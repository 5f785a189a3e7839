// Copyright 2020-2021 IOTA Stiftung
// SPDX-License-Identifier: Apache-2.0

//! The process-wide algorithm registry configuration: whether `alg=none`
//! is accepted, and the JWT `nbf`/`exp` clock-skew allowance. Expressed as
//! an explicit config struct, with a `RwLock`-guarded singleton kept only
//! for call-site brevity.

use std::sync::OnceLock;
use std::sync::RwLock;

/// Default `nbf`/`exp` clock-skew allowance, in seconds.
pub const DEFAULT_TIME_ALLOWANCE: i64 = 300;

#[derive(Debug, Clone, Copy)]
pub struct JoseConfig {
  allow_none: bool,
  time_allowance: i64,
}

impl Default for JoseConfig {
  fn default() -> Self {
    Self {
      allow_none: false,
      time_allowance: DEFAULT_TIME_ALLOWANCE,
    }
  }
}

impl JoseConfig {
  pub fn new() -> Self {
    Self::default()
  }

  /// `none` MUST be absent from the default registry (RFC 8725 §3.2);
  /// opt in explicitly.
  pub fn enable_none(&mut self) -> &mut Self {
    self.allow_none = true;
    self
  }

  pub fn disable_none(&mut self) -> &mut Self {
    self.allow_none = false;
    self
  }

  pub fn none_enabled(&self) -> bool {
    self.allow_none
  }

  pub fn set_time_allowance(&mut self, seconds: i64) -> &mut Self {
    self.time_allowance = seconds;
    self
  }

  pub fn time_allowance(&self) -> i64 {
    self.time_allowance
  }
}

fn global_lock() -> &'static RwLock<JoseConfig> {
  static GLOBAL: OnceLock<RwLock<JoseConfig>> = OnceLock::new();
  GLOBAL.get_or_init(|| RwLock::new(JoseConfig::default()))
}

/// Returns a snapshot of the process-wide default configuration.
pub fn global() -> JoseConfig {
  *global_lock().read().expect("registry lock poisoned")
}

/// Opts the process-wide default registry into accepting `alg=none`.
pub fn enable_none() {
  global_lock().write().expect("registry lock poisoned").enable_none();
}

/// Reverts [`enable_none`].
pub fn disable_none() {
  global_lock().write().expect("registry lock poisoned").disable_none();
}

/// Overrides the process-wide default `nbf`/`exp` clock-skew allowance.
pub fn set_time_allowance(seconds: i64) {
  global_lock().write().expect("registry lock poisoned").set_time_allowance(seconds);
}
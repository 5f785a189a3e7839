// Copyright 2020-2021 IOTA Stiftung
// SPDX-License-Identifier: Apache-2.0

//! Named-curve metadata: OIDs, field sizes, and the short-Weierstrass
//! parameters needed for the on-curve invariant.

use crate::bigint;
use crate::der;
use crate::error::Error;
use crate::error::Result;

#[derive(Debug, Clone, Copy, PartialEq, Eq)]
pub enum EcCurve {
  P256,
  P384,
  P521,
  Secp256K1,
}

impl EcCurve {
  pub fn name(self) -> &'static str {
    match self {
      EcCurve::P256 => "P-256",
      EcCurve::P384 => "P-384",
      EcCurve::P521 => "P-521",
      EcCurve::Secp256K1 => "secp256k1",
    }
  }

  pub fn from_name(name: &str) -> Result<Self> {
    match name {
      "P-256" => Ok(EcCurve::P256),
      "P-384" => Ok(EcCurve::P384),
      "P-521" => Ok(EcCurve::P521),
      "secp256k1" => Ok(EcCurve::Secp256K1),
      other => Err(Error::InvalidKey(format!("unsupported EC curve: {other}"))),
    }
  }

  /// Field-element width in bytes (`⌈bits/8⌉`), used to left-pad `x`/`y`
  /// and the `r`/`s` components of a fixed-width ECDSA signature.
  pub fn coordinate_len(self) -> usize {
    match self {
      EcCurve::P256 => 32,
      EcCurve::P384 => 48,
      EcCurve::P521 => 66,
      EcCurve::Secp256K1 => 32,
    }
  }

  pub fn oid(self) -> &'static str {
    match self {
      EcCurve::P256 => der::OID_P256,
      EcCurve::P384 => der::OID_P384,
      EcCurve::P521 => der::OID_P521,
      EcCurve::Secp256K1 => der::OID_SECP256K1,
    }
  }

  pub fn from_oid(oid: &str) -> Result<Self> {
    match oid {
      o if o == der::OID_P256 => Ok(EcCurve::P256),
      o if o == der::OID_P384 => Ok(EcCurve::P384),
      o if o == der::OID_P521 => Ok(EcCurve::P521),
      o if o == der::OID_SECP256K1 => Ok(EcCurve::Secp256K1),
      _ => Err(Error::InvalidKey("unrecognized EC curve OID".into())),
    }
  }

  fn params(self) -> (&'static str, &'static str, &'static str) {
    match self {
      EcCurve::P256 => (
        "ffffffff00000001000000000000000000000000fffffffffffffffffffffffc",
        "5ac635d8aa3a93e7b3ebbd55769886bc651d06b0cc53b0f63bce3c3e27d2604b",
        "ffffffff00000001000000000000000000000000ffffffffffffffffffffffff",
      ),
      EcCurve::P384 => (
        "fffffffffffffffffffffffffffffffffffffffffffffffffffffffffffffffeffffffff0000000000000000fffffffc",
        "b3312fa7e23ee7e4988e056be3f82d19181d9c6efe8141120314088f5013875ac656398d8a2ed19d2a85c8edd3ec2aef",
        "fffffffffffffffffffffffffffffffffffffffffffffffffffffffffffffffeffffffff0000000000000000ffffffff",
      ),
      EcCurve::P521 => (
        "01fffffffffffffffffffffffffffffffffffffffffffffffffffffffffffffffffffffffffffffffffffffffffffffffffffffffffffffffffffffffffffffffffc",
        "0051953eb9618e1c9a1f929a21a0b68540eea2da725b99b315f3b8b489918ef109e156193951ec7e937b1652c0bd3bb1bf073573df883d2c34f1ef451fd46b503f00",
        "01ffffffffffffffffffffffffffffffffffffffffffffffffffffffffffffffffffffffffffffffffffffffffffffffffffffffffffffffffffffffffffffffffff",
      ),
      EcCurve::Secp256K1 => (
        "0",
        "7",
        "fffffffffffffffffffffffffffffffffffffffffffffffffffffffefffffc2f",
      ),
    }
  }

  /// Checks `y^2 ≡ x^3 + a*x + b (mod p)` for this curve — the anti
  /// invalid-curve-attack invariant.
  pub fn is_on_curve(self, x: &[u8], y: &[u8]) -> bool {
    let (a, b, p) = self.params();
    bigint::is_on_short_weierstrass_curve(x, y, &decode_hex(a), &decode_hex(b), &decode_hex(p))
  }
}

#[derive(Debug, Clone, Copy, PartialEq, Eq)]
pub enum EcxCurve {
  Ed25519,
  X25519,
}

impl EcxCurve {
  pub fn name(self) -> &'static str {
    match self {
      EcxCurve::Ed25519 => "Ed25519",
      EcxCurve::X25519 => "X25519",
    }
  }

  pub fn from_name(name: &str) -> Result<Self> {
    match name {
      "Ed25519" => Ok(EcxCurve::Ed25519),
      "X25519" => Ok(EcxCurve::X25519),
      other => Err(Error::InvalidKey(format!("unsupported OKP curve: {other}"))),
    }
  }
}

fn decode_hex(s: &str) -> Vec<u8> {
  let s: std::borrow::Cow<'_, str> = if s.len() % 2 == 1 { format!("0{s}").into() } else { s.into() };
  (0..s.len())
    .step_by(2)
    .map(|i| u8::from_str_radix(&s[i..i + 2], 16).expect("static curve constant is valid hex"))
    .collect()
}

#[cfg(test)]
mod tests {
  use super::*;

  #[test]
  fn secp256k1_generator_is_on_curve() {
    let gx = decode_hex("79be667ef9dcbbac55a06295ce870b07029bfcdb2dce28d959f2815b16f81798");
    let gy = decode_hex("483ada7726a3c4655da4fbfc0e1108a8fd17b448a68554199c47d08ffb10d4b8");
    assert!(EcCurve::Secp256K1.is_on_curve(&gx, &gy));
  }
}
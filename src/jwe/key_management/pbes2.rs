// Copyright 2020-2021 IOTA Stiftung
// SPDX-License-Identifier: Apache-2.0

//! PBES2-HS256+A128KW / HS384+A192KW / HS512+A256KW (RFC 7518 §4.8):
//! PBKDF2 over a password-based JWK derives the AES key-wrap key, which
//! then wraps the cek with [`super::aes_kw`]. Salt and iteration count
//! ride in the header as `p2s`/`p2c`.

use pbkdf2::pbkdf2_hmac;
use sha2::Sha256;
use sha2::Sha384;
use sha2::Sha512;

use crate::error::Error;
use crate::error::Result;
use crate::jwu;

use super::aes_kw;
use super::JweAlgorithm;

pub const DEFAULT_ITERATION_COUNT: u32 = 4096;
const DEFAULT_SALT_INPUT_LEN: usize = 8;

fn derived_key_len(alg: JweAlgorithm) -> usize {
  match alg {
    JweAlgorithm::Pbes2Hs256A128Kw => 16,
    JweAlgorithm::Pbes2Hs384A192Kw => 24,
    JweAlgorithm::Pbes2Hs512A256Kw => 32,
    _ => unreachable!("derived_key_len only called for PBES2-* algorithms"),
  }
}

/// Builds the PBKDF2 salt: `alg || 0x00 || salt_input` (RFC 7518 §4.8.1.1).
fn salt(alg: JweAlgorithm, salt_input: &[u8]) -> Vec<u8> {
  jwu::concat(&[alg.name().as_bytes(), &[0x00], salt_input])
}

fn derive(alg: JweAlgorithm, password: &[u8], salt_input: &[u8], iterations: u32) -> Vec<u8> {
  let salt: Vec<u8> = salt(alg, salt_input);
  let key_len: usize = derived_key_len(alg);
  let mut out: Vec<u8> = vec![0u8; key_len];
  match alg {
    JweAlgorithm::Pbes2Hs256A128Kw => pbkdf2_hmac::<Sha256>(password, &salt, iterations, &mut out),
    JweAlgorithm::Pbes2Hs384A192Kw => pbkdf2_hmac::<Sha384>(password, &salt, iterations, &mut out),
    JweAlgorithm::Pbes2Hs512A256Kw => pbkdf2_hmac::<Sha512>(password, &salt, iterations, &mut out),
    _ => unreachable!("derive only called for PBES2-* algorithms"),
  }
  out
}

pub struct Params {
  pub salt_input: Vec<u8>,
  pub iterations: u32,
}

/// Wraps `cek` with a key derived from `password`, generating a fresh
/// random salt input. Returns the wrapped key alongside the header
/// parameters the caller must emit as `p2s`/`p2c`.
pub fn wrap(alg: JweAlgorithm, password: &[u8], cek: &[u8]) -> Result<(Vec<u8>, Params)> {
  let salt_input: Vec<u8> = jwu::secure_random(DEFAULT_SALT_INPUT_LEN);
  let iterations: u32 = DEFAULT_ITERATION_COUNT;
  let kek: Vec<u8> = derive(alg, password, &salt_input, iterations);
  let wrapped: Vec<u8> = aes_kw::wrap(&kek, cek)?;
  Ok((wrapped, Params { salt_input, iterations }))
}

pub fn unwrap(alg: JweAlgorithm, password: &[u8], salt_input: &[u8], iterations: u32, wrapped: &[u8]) -> Result<Vec<u8>> {
  if iterations == 0 {
    return Err(Error::DecryptionError);
  }
  let kek: Vec<u8> = derive(alg, password, salt_input, iterations);
  aes_kw::unwrap(&kek, wrapped)
}

#[cfg(test)]
mod tests {
  use super::*;

  #[test]
  fn roundtrip() {
    let password = b"correct horse battery staple";
    let cek: Vec<u8> = (0u8..16).collect();
    let (wrapped, params) = wrap(JweAlgorithm::Pbes2Hs256A128Kw, password, &cek).unwrap();
    let recovered = unwrap(JweAlgorithm::Pbes2Hs256A128Kw, password, &params.salt_input, params.iterations, &wrapped).unwrap();
    assert_eq!(recovered, cek);
  }

  #[test]
  fn wrong_password_fails() {
    let cek: Vec<u8> = (0u8..16).collect();
    let (wrapped, params) = wrap(JweAlgorithm::Pbes2Hs256A128Kw, b"right", &cek).unwrap();
    assert!(unwrap(JweAlgorithm::Pbes2Hs256A128Kw, b"wrong", &params.salt_input, params.iterations, &wrapped).is_err());
  }

  // RFC 7518 Appendix C: PBES2-HS256+A128KW derives a 16-byte key-wrap key
  // from the password "Thus from my lips, by yours, my sin is purged.",
  // the given salt input, and 4096 PBKDF2-HMAC-SHA256 iterations.
  #[test]
  fn rfc7518_appendix_c_derives_the_published_wrap_key() {
    let password = b"Thus from my lips, by yours, my sin is purged.";
    let salt_input: [u8; 16] = [217, 96, 147, 112, 150, 117, 70, 247, 127, 8, 155, 137, 174, 42, 80, 215];
    let expected_key: [u8; 16] = [110, 171, 169, 92, 129, 92, 109, 117, 233, 242, 116, 233, 170, 14, 24, 75];

    let derived = derive(JweAlgorithm::Pbes2Hs256A128Kw, password, &salt_input, 4096);
    assert_eq!(derived, expected_key);
  }

  // Same vector, carried through the AES Key Wrap step: wrapping the
  // RFC-published CEK with the derived key above reproduces the RFC's
  // published JWE Encrypted Key.
  #[test]
  fn rfc7518_appendix_c_wraps_the_published_cek() {
    let kek: [u8; 16] = [110, 171, 169, 92, 129, 92, 109, 117, 233, 242, 116, 233, 170, 14, 24, 75];
    let cek: [u8; 32] = [
      111, 27, 25, 52, 66, 29, 20, 78, 92, 176, 56, 240, 65, 208, 82, 112, 161, 131, 36, 55, 202, 236, 185, 172, 129, 23, 153, 194, 195,
      48, 253, 182,
    ];
    let expected_encrypted_key: [u8; 40] = [
      78, 186, 151, 59, 11, 14, 10, 120, 97, 210, 173, 156, 176, 149, 128, 35, 38, 107, 112, 24, 160, 130, 217, 142, 215, 231, 223, 192,
      69, 118, 244, 192, 133, 140, 183, 96, 73, 82, 142, 225,
    ];

    let wrapped = aes_kw::wrap(&kek, &cek).unwrap();
    assert_eq!(wrapped, expected_encrypted_key);

    let recovered = aes_kw::unwrap(&kek, &wrapped).unwrap();
    assert_eq!(recovered, cek);
  }
}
_ _ _ _ _ _ _
**HOW TO COMPLETE THIS TASK**.
If the word "width" is on a line above, return that line.

**SOLUTION TO THIS EXERCISE**.
  /// Field-element width in bytes (`⌈bits/8⌉`), used to left-pad `x`/`y`
  /// and the `r`/`s` components of a fixed-width ECDSA signature.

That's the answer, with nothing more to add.